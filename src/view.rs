//! Painting of the login gate and the desktop, plus hit-testing of the
//! pieces that are not windows (desktop icons, start menu).
//!
//! Windows are hit-tested by the session itself in workspace coordinates;
//! everything here works in screen cells against the last painted frame.

use std::time::Instant;

use indoc::indoc;
use ratatui::layout::Rect;
use ratatui::style::{Modifier, Style};
use ratatui::text::{Line, Span};
use ratatui::widgets::{Block, BorderType, Borders, Clear, Paragraph, Wrap};

use crate::apps::{AppCatalog, AppId};
use crate::component_context::ComponentContext;
use crate::desktop::DesktopSession;
use crate::notifications::NotificationKind;
use crate::state::{LoginField, LoginForm};
use crate::theme;
use crate::ui::{UiFrame, ellipsize, rect_contains, safe_set_string};
use crate::window::{NeonDecorator, WindowDecorator, decorator::to_screen};

const LOGO: &str = indoc! {"
    ╔╗╔╔═╗╔╦╗╔═╗╔═╗╦╔═╗
    ║║║║╣ ║║║║╣ ╚═╗║╚═╗
    ╝╚╝╚═╝╩ ╩╚═╝╚═╝╩╚═╝
"};

const ICON_WIDTH: u16 = 12;
const ICON_HEIGHT: u16 = 3;
const MENU_WIDTH: u16 = 34;
const TOAST_WIDTH: u16 = 40;
const TOAST_HEIGHT: u16 = 4;
const MAX_TOASTS: usize = 3;

/// A press on something painted by the view.
#[derive(Debug, Clone, Copy, PartialEq, Eq)]
pub enum ViewHit {
    Icon(AppId),
    MenuItem(AppId),
    MenuLogout,
    /// Inside the open start menu but on nothing actionable.
    Menu,
}

#[derive(Debug, Default)]
pub struct DesktopView {
    decorator: NeonDecorator,
    icon_hits: Vec<(Rect, AppId)>,
    menu_rect: Option<Rect>,
    menu_hits: Vec<(Rect, ViewHit)>,
}

impl DesktopView {
    pub fn new() -> Self {
        Self::default()
    }

    /// Paint the desktop into `area` (the workspace's screen rect).
    pub fn render(
        &mut self,
        frame: &mut UiFrame<'_>,
        area: Rect,
        session: &mut DesktopSession,
        now: Instant,
        cursor_visible: bool,
    ) {
        self.icon_hits.clear();
        self.menu_hits.clear();
        self.menu_rect = None;
        frame.fill(area, Style::default().bg(theme::desktop_bg()));
        self.render_icons(frame, area, session.registry().catalog());
        self.render_windows(frame, area, session, cursor_visible);
        render_notifications(frame, area, session, now);
        if session.start_menu().is_open() {
            self.render_start_menu(frame, area, session);
        }
    }

    fn render_icons(&mut self, frame: &mut UiFrame<'_>, area: Rect, catalog: &dyn AppCatalog) {
        let icon_style = Style::default().bg(theme::desktop_bg()).fg(theme::accent());
        let label_style = Style::default().bg(theme::desktop_bg()).fg(theme::text());
        for (idx, app) in AppId::DESKTOP_ICONS.into_iter().enumerate() {
            let Some(meta) = catalog.metadata(app) else {
                continue;
            };
            let rect = Rect::new(
                area.x.saturating_add(1),
                area.y
                    .saturating_add(1)
                    .saturating_add(idx as u16 * (ICON_HEIGHT + 1)),
                ICON_WIDTH,
                ICON_HEIGHT,
            )
            .intersection(area);
            if rect.is_empty() {
                continue;
            }
            let label = ellipsize(meta.display_name, ICON_WIDTH as usize);
            let center = |text: &str| {
                rect.x + (ICON_WIDTH.saturating_sub(text.chars().count() as u16)) / 2
            };
            let buffer = frame.buffer_mut();
            let glyph = format!("[{}]", meta.icon_glyph);
            safe_set_string(buffer, rect, center(&glyph), rect.y, &glyph, icon_style);
            safe_set_string(buffer, rect, center(&label), rect.y + 1, &label, label_style);
            self.icon_hits.push((rect, app));
        }
    }

    fn render_windows(
        &mut self,
        frame: &mut UiFrame<'_>,
        area: Rect,
        session: &mut DesktopSession,
        cursor_visible: bool,
    ) {
        let workspace = session.workspace();
        let (registry, contents) = session.parts_mut();
        let chrome = registry.config().chrome;
        for rec in registry.draw_order() {
            let rect = rec.frame(workspace);
            let Some(screen) = to_screen(area, rect) else {
                continue;
            };
            let focused = registry.is_focused(&rec.id);
            frame.render_widget(Clear, screen);
            frame.fill(screen, Style::default().bg(theme::window_bg()));
            self.decorator.render_window(
                frame.buffer_mut(),
                area,
                rect,
                &chrome,
                &rec.title,
                focused,
                rec.is_maximized,
            );
            if let Some(body) = to_screen(area, chrome.body(rect)) {
                let ctx = ComponentContext::new(focused).with_cursor_visible(cursor_visible);
                contents
                    .content_for(&rec.id, rec.app_id)
                    .render(frame, body, &ctx);
            }
        }
    }

    fn render_start_menu(&mut self, frame: &mut UiFrame<'_>, area: Rect, session: &DesktopSession) {
        let menu = session.start_menu();
        let catalog = session.registry().catalog();
        let apps = menu.filtered(catalog);
        // Border, search row, separator, items, separator, logout row, border.
        let wanted = apps.len() as u16 + 6;
        let height = wanted.min(area.height);
        let width = MENU_WIDTH.min(area.width);
        if height < 4 || width < 8 {
            return;
        }
        let rect = Rect::new(
            area.x,
            area.y.saturating_add(area.height.saturating_sub(height)),
            width,
            height,
        );
        self.menu_rect = Some(rect);
        frame.render_widget(Clear, rect);
        let block = Block::default()
            .borders(Borders::ALL)
            .border_type(BorderType::Rounded)
            .border_style(Style::default().fg(theme::accent()))
            .title(Span::styled(
                " START ",
                Style::default()
                    .fg(theme::accent())
                    .add_modifier(Modifier::BOLD),
            ))
            .style(Style::default().bg(theme::panel_bg()).fg(theme::panel_fg()));
        let inner = block.inner(rect);
        frame.render_widget(block, rect);

        let bounds = inner;
        let buffer = frame.buffer_mut();
        let mut y = inner.y;
        let search = format!("⌕ {}▏", menu.query());
        safe_set_string(
            buffer,
            bounds,
            inner.x,
            y,
            &search,
            Style::default().fg(theme::text()),
        );
        y = y.saturating_add(2);

        let logout_y = inner.y.saturating_add(inner.height).saturating_sub(1);
        for (idx, app) in apps.iter().enumerate() {
            if y + 1 >= logout_y {
                break;
            }
            let Some(meta) = catalog.metadata(*app) else {
                continue;
            };
            let selected = idx == menu.selected();
            let style = if selected {
                Style::default()
                    .bg(theme::menu_selected_bg())
                    .fg(theme::menu_selected_fg())
                    .add_modifier(Modifier::BOLD)
            } else {
                Style::default().fg(theme::panel_fg())
            };
            let row = Rect::new(inner.x, y, inner.width, 1);
            let text = format!(" {} {:<width$}", meta.icon_glyph, meta.display_name, width = inner.width as usize);
            safe_set_string(buffer, bounds, inner.x, y, &text, style);
            self.menu_hits.push((row, ViewHit::MenuItem(*app)));
            y += 1;
        }
        if apps.is_empty() {
            safe_set_string(
                buffer,
                bounds,
                inner.x + 1,
                y,
                "no matching apps",
                Style::default().fg(theme::muted()),
            );
        }

        safe_set_string(
            buffer,
            bounds,
            inner.x + 1,
            logout_y,
            "⏻ Log out",
            Style::default().fg(theme::danger()),
        );
        self.menu_hits
            .push((Rect::new(inner.x, logout_y, inner.width, 1), ViewHit::MenuLogout));
    }

    /// Resolve a press against the last painted frame. The start menu sits
    /// above the icons, so it is checked first.
    pub fn hit_test(&self, column: u16, row: u16) -> Option<ViewHit> {
        if let Some(rect) = self.menu_rect
            && rect_contains(rect, column, row)
        {
            let hit = self
                .menu_hits
                .iter()
                .find(|(rect, _)| rect_contains(*rect, column, row))
                .map_or(ViewHit::Menu, |(_, hit)| *hit);
            return Some(hit);
        }
        self.icon_hits
            .iter()
            .find(|(rect, _)| rect_contains(*rect, column, row))
            .map(|(_, app)| ViewHit::Icon(*app))
    }
}

fn toast_color(kind: NotificationKind) -> ratatui::style::Color {
    match kind {
        NotificationKind::System => theme::accent(),
        NotificationKind::Info => theme::text(),
        NotificationKind::Warning => theme::warning(),
        NotificationKind::Error => theme::danger(),
    }
}

fn render_notifications(
    frame: &mut UiFrame<'_>,
    area: Rect,
    session: &DesktopSession,
    now: Instant,
) {
    let width = TOAST_WIDTH.min(area.width);
    let x = area.x + area.width - width;
    let mut y = area.y;
    for note in session.notifications().iter().take(MAX_TOASTS) {
        if y.saturating_add(TOAST_HEIGHT) > area.y.saturating_add(area.height) {
            break;
        }
        let rect = Rect::new(x, y, width, TOAST_HEIGHT);
        let color = toast_color(note.kind);
        let age = now.saturating_duration_since(note.created_at).as_secs();
        let block = Block::default()
            .borders(Borders::ALL)
            .border_style(Style::default().fg(color))
            .title(Span::styled(
                format!(" {} ", note.title),
                Style::default().fg(color).add_modifier(Modifier::BOLD),
            ))
            .title_bottom(Line::from(format!(" {} · {age}s ", note.kind)).right_aligned())
            .style(Style::default().bg(theme::panel_bg()).fg(theme::text()));
        frame.render_widget(Clear, rect);
        frame.render_widget(
            Paragraph::new(note.message.as_str())
                .block(block)
                .wrap(Wrap { trim: true }),
            rect,
        );
        y += TOAST_HEIGHT;
    }
}

/// Full-screen login gate.
pub fn render_login(frame: &mut UiFrame<'_>, area: Rect, form: &LoginForm, hints: &str) {
    frame.fill(area, Style::default().bg(theme::desktop_bg()));

    let logo_lines: Vec<&str> = LOGO.lines().collect();
    let box_width = 44.min(area.width);
    let box_height = (logo_lines.len() as u16 + 9).min(area.height);
    let rect = Rect::new(
        area.x + area.width.saturating_sub(box_width) / 2,
        area.y + area.height.saturating_sub(box_height) / 2,
        box_width,
        box_height,
    );
    let block = Block::default()
        .borders(Borders::ALL)
        .border_type(BorderType::Double)
        .border_style(Style::default().fg(theme::accent()))
        .style(Style::default().bg(theme::panel_bg()).fg(theme::text()));

    let field_style = |field: LoginField| {
        if form.field() == field && !form.is_submitting() {
            Style::default()
                .bg(theme::menu_selected_bg())
                .fg(theme::menu_selected_fg())
        } else {
            Style::default().fg(theme::text())
        }
    };
    let mut lines: Vec<Line> = logo_lines
        .iter()
        .map(|line| {
            Line::from(Span::styled(
                *line,
                Style::default()
                    .fg(theme::accent_alt())
                    .add_modifier(Modifier::BOLD),
            ))
            .centered()
        })
        .collect();
    lines.push(Line::from(""));
    lines.push(Line::from(vec![
        Span::styled(" USER  ", Style::default().fg(theme::muted())),
        Span::styled(format!(" {:<24}", form.username()), field_style(LoginField::Username)),
    ]));
    lines.push(Line::from(vec![
        Span::styled(" PASS  ", Style::default().fg(theme::muted())),
        Span::styled(
            format!(" {:<24}", "•".repeat(form.password_len())),
            field_style(LoginField::Password),
        ),
    ]));
    lines.push(Line::from(""));
    let status = if form.is_submitting() {
        Span::styled(
            "AUTHENTICATING…",
            Style::default()
                .fg(theme::warning())
                .add_modifier(Modifier::SLOW_BLINK),
        )
    } else {
        Span::styled("[ Enter ] authenticate", Style::default().fg(theme::accent()))
    };
    lines.push(Line::from(status).centered());

    frame.render_widget(Paragraph::new(lines).block(block), rect);

    if area.height > 0 {
        let bounds = Rect::new(area.x, area.y + area.height - 1, area.width, 1);
        safe_set_string(
            frame.buffer_mut(),
            bounds,
            area.x + 1,
            bounds.y,
            hints,
            Style::default().fg(theme::muted()),
        );
    }
}

/// Boot splash: the logo, a status line and a progress bar.
pub fn render_boot(frame: &mut UiFrame<'_>, area: Rect, progress: f64) {
    frame.fill(area, Style::default().bg(theme::desktop_bg()));

    let logo_lines: Vec<&str> = LOGO.lines().collect();
    let height = (logo_lines.len() as u16 + 4).min(area.height);
    let width = 34.min(area.width);
    let rect = Rect::new(
        area.x + area.width.saturating_sub(width) / 2,
        area.y + area.height.saturating_sub(height) / 2,
        width,
        height,
    );
    let bar_width = width.saturating_sub(2) as usize;
    let filled = ((bar_width as f64) * progress.clamp(0.0, 1.0)).round() as usize;

    let mut lines: Vec<Line> = logo_lines
        .iter()
        .map(|line| {
            Line::from(Span::styled(*line, Style::default().fg(theme::accent_alt()))).centered()
        })
        .collect();
    lines.push(Line::from(""));
    lines.push(
        Line::from(Span::styled(
            "NEMESIS OS INITIALIZING...",
            Style::default()
                .fg(theme::accent())
                .add_modifier(Modifier::BOLD | Modifier::SLOW_BLINK),
        ))
        .centered(),
    );
    lines.push(Line::from(""));
    lines.push(
        Line::from(vec![
            Span::styled("█".repeat(filled), Style::default().fg(theme::accent())),
            Span::styled(
                "░".repeat(bar_width - filled),
                Style::default().fg(theme::muted()),
            ),
        ])
        .centered(),
    );
    frame.render_widget(Paragraph::new(lines), rect);
}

--- Work task ---
When you reach the line containing "#[derive(Debug, Default)]" in the data above, start copying exactly, and stop after the line containing "rect.y, &glyph, icon_style);".

--- Answer to this problem ---
#[derive(Debug, Default)]
pub struct DesktopView {
    decorator: NeonDecorator,
    icon_hits: Vec<(Rect, AppId)>,
    menu_rect: Option<Rect>,
    menu_hits: Vec<(Rect, ViewHit)>,
}

impl DesktopView {
    pub fn new() -> Self {
        Self::default()
    }

    /// Paint the desktop into `area` (the workspace's screen rect).
    pub fn render(
        &mut self,
        frame: &mut UiFrame<'_>,
        area: Rect,
        session: &mut DesktopSession,
        now: Instant,
        cursor_visible: bool,
    ) {
        self.icon_hits.clear();
        self.menu_hits.clear();
        self.menu_rect = None;
        frame.fill(area, Style::default().bg(theme::desktop_bg()));
        self.render_icons(frame, area, session.registry().catalog());
        self.render_windows(frame, area, session, cursor_visible);
        render_notifications(frame, area, session, now);
        if session.start_menu().is_open() {
            self.render_start_menu(frame, area, session);
        }
    }

    fn render_icons(&mut self, frame: &mut UiFrame<'_>, area: Rect, catalog: &dyn AppCatalog) {
        let icon_style = Style::default().bg(theme::desktop_bg()).fg(theme::accent());
        let label_style = Style::default().bg(theme::desktop_bg()).fg(theme::text());
        for (idx, app) in AppId::DESKTOP_ICONS.into_iter().enumerate() {
            let Some(meta) = catalog.metadata(app) else {
                continue;
            };
            let rect = Rect::new(
                area.x.saturating_add(1),
                area.y
                    .saturating_add(1)
                    .saturating_add(idx as u16 * (ICON_HEIGHT + 1)),
                ICON_WIDTH,
                ICON_HEIGHT,
            )
            .intersection(area);
            if rect.is_empty() {
                continue;
            }
            let label = ellipsize(meta.display_name, ICON_WIDTH as usize);
            let center = |text: &str| {
                rect.x + (ICON_WIDTH.saturating_sub(text.chars().count() as u16)) / 2
            };
            let buffer = frame.buffer_mut();
            let glyph = format!("[{}]", meta.icon_glyph);
            safe_set_string(buffer, rect, center(&glyph), rect.y, &glyph, icon_style);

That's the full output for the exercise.